**Instructions to follow**
The entries below contain a stretch that opens with the line containing "s)| *s == signal)" and closes with the line containing "impl SignalAdapter for FakeSignalAdapter"; set down that stretch exactly, both ends included, and nothing else.

**Dataset entries**
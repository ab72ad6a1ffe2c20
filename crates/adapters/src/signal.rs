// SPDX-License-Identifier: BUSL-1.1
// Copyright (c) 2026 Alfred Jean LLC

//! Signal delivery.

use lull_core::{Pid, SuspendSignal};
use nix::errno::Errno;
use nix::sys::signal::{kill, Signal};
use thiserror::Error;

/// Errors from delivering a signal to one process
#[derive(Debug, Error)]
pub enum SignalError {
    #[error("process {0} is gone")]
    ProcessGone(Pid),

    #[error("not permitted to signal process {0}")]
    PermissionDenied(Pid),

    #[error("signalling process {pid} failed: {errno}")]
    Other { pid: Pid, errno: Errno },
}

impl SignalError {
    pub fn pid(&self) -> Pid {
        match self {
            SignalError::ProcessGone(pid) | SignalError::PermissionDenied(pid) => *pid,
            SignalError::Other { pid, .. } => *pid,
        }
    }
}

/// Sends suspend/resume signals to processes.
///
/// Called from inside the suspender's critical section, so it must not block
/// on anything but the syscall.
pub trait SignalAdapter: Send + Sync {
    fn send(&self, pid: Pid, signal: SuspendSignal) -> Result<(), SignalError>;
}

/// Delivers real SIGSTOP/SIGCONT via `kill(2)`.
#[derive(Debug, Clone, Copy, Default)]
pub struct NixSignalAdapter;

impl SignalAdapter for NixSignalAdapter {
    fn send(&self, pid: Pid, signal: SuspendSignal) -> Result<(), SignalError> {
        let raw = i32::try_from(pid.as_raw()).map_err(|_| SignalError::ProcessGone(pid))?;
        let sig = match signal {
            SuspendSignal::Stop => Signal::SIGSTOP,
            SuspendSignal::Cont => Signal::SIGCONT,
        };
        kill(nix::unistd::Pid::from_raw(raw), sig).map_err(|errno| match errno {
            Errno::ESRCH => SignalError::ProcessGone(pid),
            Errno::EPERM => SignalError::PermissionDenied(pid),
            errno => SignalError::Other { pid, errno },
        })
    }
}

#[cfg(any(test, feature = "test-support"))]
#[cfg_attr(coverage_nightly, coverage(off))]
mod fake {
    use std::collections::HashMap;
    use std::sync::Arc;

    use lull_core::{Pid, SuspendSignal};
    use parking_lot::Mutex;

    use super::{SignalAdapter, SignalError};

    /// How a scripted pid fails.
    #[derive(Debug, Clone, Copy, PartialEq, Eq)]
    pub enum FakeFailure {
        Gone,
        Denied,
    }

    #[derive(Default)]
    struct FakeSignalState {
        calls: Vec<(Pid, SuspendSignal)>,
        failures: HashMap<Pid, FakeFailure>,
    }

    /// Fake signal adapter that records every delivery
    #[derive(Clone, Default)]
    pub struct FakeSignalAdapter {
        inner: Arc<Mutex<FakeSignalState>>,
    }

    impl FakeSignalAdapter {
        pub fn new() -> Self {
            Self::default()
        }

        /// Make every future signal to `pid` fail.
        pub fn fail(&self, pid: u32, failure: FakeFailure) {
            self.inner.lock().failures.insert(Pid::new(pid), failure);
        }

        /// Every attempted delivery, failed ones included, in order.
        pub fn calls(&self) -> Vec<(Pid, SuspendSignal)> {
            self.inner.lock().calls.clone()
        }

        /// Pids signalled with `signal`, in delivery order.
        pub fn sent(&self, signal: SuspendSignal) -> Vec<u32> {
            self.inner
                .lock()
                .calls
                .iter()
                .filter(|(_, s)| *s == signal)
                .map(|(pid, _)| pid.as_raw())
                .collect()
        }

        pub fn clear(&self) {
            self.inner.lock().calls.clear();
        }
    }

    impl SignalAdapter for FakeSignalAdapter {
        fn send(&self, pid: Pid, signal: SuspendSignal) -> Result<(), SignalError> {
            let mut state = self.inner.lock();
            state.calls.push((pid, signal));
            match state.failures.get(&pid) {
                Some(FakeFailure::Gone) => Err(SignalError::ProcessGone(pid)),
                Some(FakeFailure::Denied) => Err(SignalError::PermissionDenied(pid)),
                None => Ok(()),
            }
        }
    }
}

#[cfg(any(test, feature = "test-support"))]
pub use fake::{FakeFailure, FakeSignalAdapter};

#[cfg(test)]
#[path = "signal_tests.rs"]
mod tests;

**Answer to this exercise**
                .filter(|(_, s)| *s == signal)
                .map(|(pid, _)| pid.as_raw())
                .collect()
        }

        pub fn clear(&self) {
            self.inner.lock().calls.clear();
        }
    }

    impl SignalAdapter for FakeSignalAdapter {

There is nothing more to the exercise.